多目的室に到着すると同時に彗のカイザーに通信が入る。相手は十蔵だった。

 

『おぉ、二人とも揃っておったか』

 

「ぬおぉ!?」

 

「お爺様!」

 

「十蔵さん!」

 

(この人が別の世界の私のおじいちゃん・・・)

 

千冬は十蔵の顔を見て驚き、彗と静香はとても嬉しそうだ。束は真剣な表情で十蔵を見る。

十蔵からはこの世界と自分達の世界、またその他の幾つかの世界と多次元融合を起こした事が告げられた。

彗と静香は予想が当ったので厄介な事になったと思った。Drヘルの一味やそれに味方するある勢力が居るからだ。

 

「よりにもよってこんな時期に・・・」

 

『日付はお前達が飛ばされた世界が基準になっておるな。しかし学園祭の直前とはいやはや・・・』

 

『父さん、それより学園の事に関してを言わなければ・・・』

 

「剣造伯父さん。
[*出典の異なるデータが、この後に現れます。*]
//! Result caching for orchestrated jobs.
//!
//! This crate provides:
//! - Deterministic, key-order independent fingerprints for cache keys
//! - The `CacheStore` contract consumed by the orchestrator
//! - A Redis-backed store (GET / SET EX) and an in-process expiring store

pub mod error;
pub mod fingerprint;
pub mod memory;
pub mod redis_store;
pub mod store;

pub use error::{CacheError, CacheResult};
pub use fingerprint::{canonical_json, fingerprint};
pub use memory::MemoryCache;
pub use redis_store::{CacheConfig, RedisCache};
pub use store::CacheStore;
科学要塞研究所に居たのではなかったのですか?」

 

『あぁ。だがこのような事態になったので急いでやって来たんだ。さて、そちらの千冬よ』

 

「あ・・・はい・・・」

 

剣造の鋭い視線に驚いて若干の怯えを見せながら千冬が対応を始めた。

彼が念の為に理事長にも話しが通るようにしてくれと言うと直ぐに理事長を連れて来た。

 

「では、はじめて下さい」

 

『解りました。まずIS学園を此処、光子力研究所に移していただきたい。学園のある場所は

 海上なので私達の戦っている敵の進行を防ぐのは困難を極めます』

 

「海道君が一度私を訪ねてきて資料をくれました。もしもの時の備えだと。確かにそのようですね』

 

『はい。直ぐにとは言いません。学園祭が終って落ち着いた辺りにでも良いのでそうして頂けると

 此方の世界の学園生徒達と一緒に護りやすいです』

 

「IS学園の生徒だから護ると?」

 

剣造の言い方に少しムッとしながら理事長が質問をした。

 

『襲われやすい場所にある学校などは私達が資金援助し、子供達を比較的安全な場所で教育できるようにしています。

 私達の世界ではある事件以来光子力研究所が研究所兼IS学園になっているのでいっそ纏めてしまうのが良いと

 思いましてね』

 

その後も専門的な話やいつ学園の移設等を行なうのかの話し合いが行なわれた。

 

「確かこの辺り・・・あそこだ」

 

海道はその頃、早乙女研究所の近くまで来ていた。

 

「あら、お父さん。彼が来たわ。アレを使いこなしてくれそうなうってつけの子が」

 

研究所で外を見ていた一人の女性が老人の優しく笑っている写真に向って話しかけていた。